**Data for processing**
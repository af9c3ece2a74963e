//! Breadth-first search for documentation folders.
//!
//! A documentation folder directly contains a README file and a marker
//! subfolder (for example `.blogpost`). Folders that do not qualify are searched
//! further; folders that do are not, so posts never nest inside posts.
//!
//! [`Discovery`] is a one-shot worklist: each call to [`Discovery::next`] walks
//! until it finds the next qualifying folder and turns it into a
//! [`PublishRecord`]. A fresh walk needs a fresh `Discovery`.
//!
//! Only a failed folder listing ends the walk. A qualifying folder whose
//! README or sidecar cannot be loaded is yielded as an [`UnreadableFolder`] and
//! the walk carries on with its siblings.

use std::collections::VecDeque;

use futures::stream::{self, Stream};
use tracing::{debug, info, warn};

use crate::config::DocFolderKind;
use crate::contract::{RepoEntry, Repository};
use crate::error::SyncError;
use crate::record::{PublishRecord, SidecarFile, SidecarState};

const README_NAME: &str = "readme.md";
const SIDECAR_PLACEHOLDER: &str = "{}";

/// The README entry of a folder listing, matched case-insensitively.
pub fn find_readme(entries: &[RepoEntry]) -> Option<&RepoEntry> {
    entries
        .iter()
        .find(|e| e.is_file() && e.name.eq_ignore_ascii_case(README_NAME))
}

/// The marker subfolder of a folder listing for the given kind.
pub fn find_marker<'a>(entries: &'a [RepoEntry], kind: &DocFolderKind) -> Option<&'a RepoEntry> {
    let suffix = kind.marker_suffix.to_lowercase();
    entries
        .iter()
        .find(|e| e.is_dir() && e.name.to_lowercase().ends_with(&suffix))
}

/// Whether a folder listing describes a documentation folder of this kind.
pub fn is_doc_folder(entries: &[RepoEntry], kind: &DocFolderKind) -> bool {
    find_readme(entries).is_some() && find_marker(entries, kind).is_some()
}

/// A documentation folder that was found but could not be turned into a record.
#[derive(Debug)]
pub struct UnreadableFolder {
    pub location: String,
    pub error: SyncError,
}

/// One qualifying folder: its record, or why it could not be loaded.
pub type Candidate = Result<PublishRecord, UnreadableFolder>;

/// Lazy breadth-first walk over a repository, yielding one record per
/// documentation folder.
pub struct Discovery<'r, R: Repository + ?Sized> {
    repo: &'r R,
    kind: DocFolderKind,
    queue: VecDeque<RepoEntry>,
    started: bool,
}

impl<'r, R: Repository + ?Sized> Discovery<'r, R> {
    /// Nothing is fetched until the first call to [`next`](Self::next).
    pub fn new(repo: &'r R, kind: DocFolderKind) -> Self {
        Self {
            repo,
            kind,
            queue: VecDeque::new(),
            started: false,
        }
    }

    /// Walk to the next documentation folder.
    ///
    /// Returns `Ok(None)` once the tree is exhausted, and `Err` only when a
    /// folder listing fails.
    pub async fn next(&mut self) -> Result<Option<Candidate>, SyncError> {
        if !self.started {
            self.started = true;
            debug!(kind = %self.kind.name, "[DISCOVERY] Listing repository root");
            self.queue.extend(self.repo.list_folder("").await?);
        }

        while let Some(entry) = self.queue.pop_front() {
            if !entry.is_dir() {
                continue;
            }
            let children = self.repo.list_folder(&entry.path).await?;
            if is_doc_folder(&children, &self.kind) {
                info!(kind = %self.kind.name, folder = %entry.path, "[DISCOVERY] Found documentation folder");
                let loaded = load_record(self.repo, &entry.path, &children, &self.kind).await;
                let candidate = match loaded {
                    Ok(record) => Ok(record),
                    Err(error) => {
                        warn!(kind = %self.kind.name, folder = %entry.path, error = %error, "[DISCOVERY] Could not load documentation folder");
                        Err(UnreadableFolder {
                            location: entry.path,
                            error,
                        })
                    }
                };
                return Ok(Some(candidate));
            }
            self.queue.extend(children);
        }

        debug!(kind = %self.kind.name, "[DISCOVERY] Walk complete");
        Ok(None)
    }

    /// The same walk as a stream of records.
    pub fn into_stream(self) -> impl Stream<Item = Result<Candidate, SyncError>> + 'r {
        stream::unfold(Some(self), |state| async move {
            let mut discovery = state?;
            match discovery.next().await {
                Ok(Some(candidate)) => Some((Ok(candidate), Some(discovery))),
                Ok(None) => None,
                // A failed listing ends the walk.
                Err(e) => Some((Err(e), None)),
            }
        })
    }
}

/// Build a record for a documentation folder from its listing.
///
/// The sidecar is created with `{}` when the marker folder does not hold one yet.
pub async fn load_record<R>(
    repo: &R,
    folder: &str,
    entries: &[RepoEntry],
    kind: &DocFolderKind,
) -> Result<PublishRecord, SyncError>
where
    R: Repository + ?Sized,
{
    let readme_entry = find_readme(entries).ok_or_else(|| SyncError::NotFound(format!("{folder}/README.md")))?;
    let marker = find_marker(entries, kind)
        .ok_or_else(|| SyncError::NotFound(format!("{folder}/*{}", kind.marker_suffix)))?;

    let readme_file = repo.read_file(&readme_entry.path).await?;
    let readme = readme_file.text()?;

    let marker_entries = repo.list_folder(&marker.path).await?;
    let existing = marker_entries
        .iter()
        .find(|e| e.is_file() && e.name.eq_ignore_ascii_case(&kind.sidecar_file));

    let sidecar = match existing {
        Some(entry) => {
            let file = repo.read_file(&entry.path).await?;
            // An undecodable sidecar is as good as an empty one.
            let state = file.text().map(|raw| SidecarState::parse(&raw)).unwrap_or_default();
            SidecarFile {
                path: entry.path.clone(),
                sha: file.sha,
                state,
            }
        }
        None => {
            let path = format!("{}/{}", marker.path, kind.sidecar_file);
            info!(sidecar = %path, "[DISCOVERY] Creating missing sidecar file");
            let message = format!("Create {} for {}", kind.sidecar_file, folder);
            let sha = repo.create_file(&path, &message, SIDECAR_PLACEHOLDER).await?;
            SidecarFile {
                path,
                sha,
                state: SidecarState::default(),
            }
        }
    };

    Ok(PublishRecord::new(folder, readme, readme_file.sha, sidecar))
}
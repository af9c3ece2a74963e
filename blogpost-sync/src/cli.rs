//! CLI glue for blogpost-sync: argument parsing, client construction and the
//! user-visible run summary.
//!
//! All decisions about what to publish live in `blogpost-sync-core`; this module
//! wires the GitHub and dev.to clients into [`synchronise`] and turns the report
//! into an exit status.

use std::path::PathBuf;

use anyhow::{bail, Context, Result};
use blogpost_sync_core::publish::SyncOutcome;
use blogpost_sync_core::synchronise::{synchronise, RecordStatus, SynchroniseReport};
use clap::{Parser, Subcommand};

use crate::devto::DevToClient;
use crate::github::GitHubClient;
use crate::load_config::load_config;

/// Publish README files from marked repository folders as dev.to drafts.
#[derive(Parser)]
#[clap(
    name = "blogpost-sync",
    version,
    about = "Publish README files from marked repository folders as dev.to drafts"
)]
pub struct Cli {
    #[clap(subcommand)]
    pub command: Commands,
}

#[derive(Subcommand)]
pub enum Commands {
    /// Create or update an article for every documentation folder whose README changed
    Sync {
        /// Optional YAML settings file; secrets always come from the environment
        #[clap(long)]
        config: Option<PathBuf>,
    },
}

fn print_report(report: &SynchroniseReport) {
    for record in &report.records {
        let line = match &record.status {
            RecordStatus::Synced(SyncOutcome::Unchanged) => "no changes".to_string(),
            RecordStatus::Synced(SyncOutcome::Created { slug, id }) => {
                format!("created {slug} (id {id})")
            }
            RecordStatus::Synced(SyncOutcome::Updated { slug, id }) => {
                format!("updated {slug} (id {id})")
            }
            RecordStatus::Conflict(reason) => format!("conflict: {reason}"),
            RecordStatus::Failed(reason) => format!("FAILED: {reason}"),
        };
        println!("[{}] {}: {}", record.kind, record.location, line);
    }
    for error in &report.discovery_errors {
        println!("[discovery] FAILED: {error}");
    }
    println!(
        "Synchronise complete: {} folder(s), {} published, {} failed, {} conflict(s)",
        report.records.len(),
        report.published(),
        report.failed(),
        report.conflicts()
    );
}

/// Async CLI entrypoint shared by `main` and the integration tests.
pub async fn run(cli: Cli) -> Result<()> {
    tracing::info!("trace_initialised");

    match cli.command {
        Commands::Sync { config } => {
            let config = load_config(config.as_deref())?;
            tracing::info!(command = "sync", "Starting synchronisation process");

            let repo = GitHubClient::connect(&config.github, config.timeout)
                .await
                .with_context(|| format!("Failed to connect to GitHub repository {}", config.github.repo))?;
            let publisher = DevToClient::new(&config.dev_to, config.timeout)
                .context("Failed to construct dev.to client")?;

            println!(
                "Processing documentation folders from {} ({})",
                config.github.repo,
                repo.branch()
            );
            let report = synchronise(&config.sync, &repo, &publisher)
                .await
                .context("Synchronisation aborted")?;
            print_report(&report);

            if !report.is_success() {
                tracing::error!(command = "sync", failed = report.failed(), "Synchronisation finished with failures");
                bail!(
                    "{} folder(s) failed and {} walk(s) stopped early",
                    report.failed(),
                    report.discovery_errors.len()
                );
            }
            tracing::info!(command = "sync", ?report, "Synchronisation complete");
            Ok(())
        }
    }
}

**Requirement**
Only an exact copy of the listing above, from its first line up to and including the line with "is_doc_folder(entries: &[RepoEntry], kind: &DocFolderKind)", counts as the answer.

**Result of this exercise**
repository af9c3ece2a74963e
//! Breadth-first search for documentation folders.
//!
//! A documentation folder directly contains a README file and a marker
//! subfolder (for example `.blogpost`). Folders that do not qualify are searched
//! further; folders that do are not, so posts never nest inside posts.
//!
//! [`Discovery`] is a one-shot worklist: each call to [`Discovery::next`] walks
//! until it finds the next qualifying folder and turns it into a
//! [`PublishRecord`]. A fresh walk needs a fresh `Discovery`.
//!
//! Only a failed folder listing ends the walk. A qualifying folder whose
//! README or sidecar cannot be loaded is yielded as an [`UnreadableFolder`] and
//! the walk carries on with its siblings.

use std::collections::VecDeque;

use futures::stream::{self, Stream};
use tracing::{debug, info, warn};

use crate::config::DocFolderKind;
use crate::contract::{RepoEntry, Repository};
use crate::error::SyncError;
use crate::record::{PublishRecord, SidecarFile, SidecarState};

const README_NAME: &str = "readme.md";
const SIDECAR_PLACEHOLDER: &str = "{}";

/// The README entry of a folder listing, matched case-insensitively.
pub fn find_readme(entries: &[RepoEntry]) -> Option<&RepoEntry> {
    entries
        .iter()
        .find(|e| e.is_file() && e.name.eq_ignore_ascii_case(README_NAME))
}

/// The marker subfolder of a folder listing for the given kind.
pub fn find_marker<'a>(entries: &'a [RepoEntry], kind: &DocFolderKind) -> Option<&'a RepoEntry> {
    let suffix = kind.marker_suffix.to_lowercase();
    entries
        .iter()
        .find(|e| e.is_dir() && e.name.to_lowercase().ends_with(&suffix))
}

/// Whether a folder listing describes a documentation folder of this kind.
pub fn is_doc_folder(entries: &[RepoEntry], kind: &DocFolderKind) -> bool {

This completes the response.